Meccanismi fisiologici alla base dell’interazione sodio- patologie cardiovascolari e Conclusioni:

Cosa ha quindi di cosi magico il sodio nel causare tutte queste condizioni assai dannose per la salute umana?

Nel tempo si sono studiati i meccanismi alla base dell’aumento della pressione arteriosa in seguito ad assunzioni elevate di sodio nella dieta, e tra le varie complicazioni annesse abbiamo come fattore comune una minore capacità dei reni di espellere sodio.

Oltretutto si è visto come la somministrazione di sale in eccesso nei ratti provoca fibrosi delle arterie coronarie, fibrosi della matrice interstiziale ventricolare non cardiaca, ischemia di entrambi i ventricoli e disfunzione diastolica ventricolare e diminuzione dell’elasticità delle arterie di grandi dimensioni. (8)

Concludiamo questo articolo ricordando a voi che leggete che nel mondo si consumano mediamente dosi giornaliere nettamente maggiori (9) rispetto ai tetti massimi consigliati dall’ OMS di 2 gr di sodio giornalieri ( equivalenti a 5 gr di sale complessivi) (10) e sul territorio italiano le cose non sembrano essere promettenti. (11)

Come recita lo slogan del “ Report of WHO Forum and technical meeting”, LESS SALT, LESS RISK (Of heart disease and stroke)!

Grazie per essere arrivati fin qui, ci vediamo nel prossimo articolo!

Bibliografia:

1- Linee guida per una sana alimentazione, DOSSIER SCIENTIFICO, CREA, 2017”.

2- Rosner, M. H. (2009, May). Exercise-associated hyponatremia. In Seminars in nephrology (Vol. 29, No. 3, pp. 271-281). WB Saunders.

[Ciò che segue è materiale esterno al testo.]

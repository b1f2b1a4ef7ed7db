//! JSON snapshot files
//!
//! Files are written to a sibling temp file and renamed into place, so a
//! crash mid-write leaves the previous snapshot intact.

use std::path::{Path, PathBuf};

use serde::de::DeserializeOwned;
use serde::Serialize;
use tokio_util::sync::CancellationToken;
use tracing::{debug, error, info, warn};

use super::recency_log::RecencyLog;
use crate::errors::{StoreError, StoreResult};
use crate::models::ResolvedMeta;

/// Read a snapshot. A missing file is `Ok(None)`.
pub async fn read_json<T: DeserializeOwned>(path: &Path) -> StoreResult<Option<T>> {
    let contents = match tokio::fs::read(path).await {
        Ok(contents) => contents,
        Err(e) if e.kind() == std::io::ErrorKind::NotFound => return Ok(None),
        Err(e) => return Err(StoreError::io(path, e)),
    };

    serde_json::from_slice(&contents)
        .map(Some)
        .map_err(|e| StoreError::serialization(path, e))
}

pub async fn write_json_atomic<T: Serialize>(path: &Path, value: &T) -> StoreResult<()> {
    if let Some(parent) = path.parent().filter(|p| !p.as_os_str().is_empty()) {
        tokio::fs::create_dir_all(parent)
            .await
            .map_err(|e| StoreError::io(parent, e))?;
    }

    let contents =
        serde_json::to_vec_pretty(value).map_err(|e| StoreError::serialization(path, e))?;

    let tmp_path = temp_path(path);
    tokio::fs::write(&tmp_path, contents)
        .await
        .map_err(|e| StoreError::io(&tmp_path, e))?;
    tokio::fs::rename(&tmp_path, path)
        .await
        .map_err(|e| StoreError::io(path, e))?;

    Ok(())
}

fn temp_path(path: &Path) -> PathBuf {
    let mut name = path
        .file_name()
        .map(|n| n.to_os_string())
        .unwrap_or_default();
    name.push(".tmp");
    path.with_file_name(name)
}

/// Periodically persists the history when it changed
pub struct HistorySnapshotter {
    history: RecencyLog,
    path: PathBuf,
    last_saved: u64,
}

impl HistorySnapshotter {
    pub fn new(history: RecencyLog, path: impl Into<PathBuf>) -> Self {
        Self {
            history,
            path: path.into(),
            last_saved: 0,
        }
    }

    /// Load saved history into the log. Unreadable snapshots are logged
    /// and ignored.
    pub async fn restore(&mut self) -> usize {
        let saved = match read_json::<Vec<ResolvedMeta>>(&self.path).await {
            Ok(Some(saved)) => saved,
            Ok(None) => {
                debug!("No history snapshot at {}", self.path.display());
                return 0;
            }
            Err(e) => {
                warn!("Ignoring unreadable history snapshot: {}", e);
                return 0;
            }
        };

        let restored = self.history.restore(saved).await;
        self.last_saved = self.history.revision();
        info!(
            "Restored {} history entries from {}",
            restored,
            self.path.display()
        );
        restored
    }

    /// Write the snapshot if the history changed since the last write.
    /// Returns whether a file was written.
    pub async fn flush(&mut self) -> StoreResult<bool> {
        if self.history.revision() == self.last_saved && self.path.exists() {
            return Ok(false);
        }

        let (revision, entries) = self.history.snapshot().await;
        write_json_atomic(&self.path, &entries).await?;
        self.last_saved = revision;
        debug!(
            "Saved {} history entries to {}",
            entries.len(),
            self.path.display()
        );
        Ok(true)
    }

    pub async fn run(mut self, interval: std::time::Duration, shutdown: CancellationToken) {
        let mut ticker = tokio::time::interval(interval);
        ticker.set_missed_tick_behavior(tokio::time::MissedTickBehavior::Delay);

        loop {
            tokio::select! {
                _ = ticker.tick() => {
                    if let Err(e) = self.flush().await {
                        error!("Failed to save history snapshot: {}", e);
                    }
                }
                _ = shutdown.cancelled() => break,
            }
        }

        if let Err(e) = self.flush().await {
            error!("Failed to save final history snapshot: {}", e);
        }
        info!("History snapshotter stopped");
    }
}

#[cfg(test)]
mod tests {
    use super::*;
    use crate::models::{MediaIdentifier, MediaKind, Placeholder};

    fn history() -> RecencyLog {
        RecencyLog::new(5, Placeholder::new("Fetching title...", "https://img/{id}"))
    }

    #[tokio::test]
    async fn test_missing_file_reads_as_none() {
        let dir = tempfile::tempdir().unwrap();
        let value: Option<Vec<String>> = read_json(&dir.path().join("absent.json")).await.unwrap();
        assert!(value.is_none());
    }

    #[tokio::test]
    async fn test_write_creates_parent_and_leaves_no_temp_file() {
        let dir = tempfile::tempdir().unwrap();
        let path = dir.path().join("nested").join("data.json");

        write_json_atomic(&path, &vec!["a", "b"]).await.unwrap();

        let value: Option<Vec<String>> = read_json(&path).await.unwrap();
        assert_eq!(value, Some(vec!["a".to_string(), "b".to_string()]));
        assert!(!temp_path(&path).exists());
    }

    #[tokio::test]
    async fn test_corrupt_file_is_a_serialization_error() {
        let dir = tempfile::tempdir().unwrap();
        let path = dir.path().join("broken.json");
        tokio::fs::write(&path, b"{not json").await.unwrap();

        let result: StoreResult<Option<Vec<String>>> = read_json(&path).await;
        assert!(matches!(result, Err(StoreError::Serialization { .. })));
    }

    #[tokio::test]
    async fn test_history_round_trips_through_snapshot() {
        let dir = tempfile::tempdir().unwrap();
        let path = dir.path().join("history.json");

        let original = history();
        original
            .upsert_provisional(&MediaIdentifier::parse("tt1"), MediaKind::Movie)
            .await;
        original
            .upsert_provisional(&MediaIdentifier::parse("tt2:1:3"), MediaKind::Series)
            .await;

        let mut snapshotter = HistorySnapshotter::new(original.clone(), &path);
        assert!(snapshotter.flush().await.unwrap());
        assert!(!snapshotter.flush().await.unwrap());

        let restored = history();
        let mut loader = HistorySnapshotter::new(restored.clone(), &path);
        assert_eq!(loader.restore().await, 2);
        assert_eq!(restored.list().await, original.list().await);
    }

    #[tokio::test]
    async fn test_corrupt_history_restores_empty() {
        let dir = tempfile::tempdir().unwrap();
        let path = dir.path().join("history.json");
        tokio::fs::write(&path, b"[{]").await.unwrap();

        let log = history();
        let mut snapshotter = HistorySnapshotter::new(log.clone(), &path);
        assert_eq!(snapshotter.restore().await, 0);
        assert!(log.is_empty().await);
    }
}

3- Endocrinologia e attività motorie, Lenzi, lombardi, Martino, Trimarchi, 2015.

4- Fisiologia applicata allo sport; Aspetti energetici, nutrizionali e performance. McArdle, Katch, 2018”.

5- www. WHO.it/ cardiovascular disease.

6- Strazzullo, Pasquale, et al. “Salt intake, stroke, and cardiovascular disease: meta-analysis of prospective studies.” Bmj 339 (2009): b4567

7- Aburto, Nancy J et al. “Effect of lower sodium intake on health: systematic review and meta-analyses.” BMJ (Clinical research ed.) vol. 346 f1326. 3 Apr. 2013, doi:10.1136/bmj.f1326

8- Kotchen, Theodore A., Allen W. Cowley Jr, and Edward D. Frohlich. “Salt in health and disease—a delicate balance.” New England Journal of Medicine 368.13 (2013): 1229-1237.

9- Sodium intake for adults and children, WHO guidelines, 2012.

10- https://www.who.int/data/gho/indicator-metadata-registry/imr-details/3082

11- Giampaoli, S., Strazzullo, P., Galeone, D., Donfrancesco, C., Russo, O., Palmieri, L., … & Vanuzzo, D. Il consumo di sodio e di potassio nell’alimentazione della popolazione adulta italiana.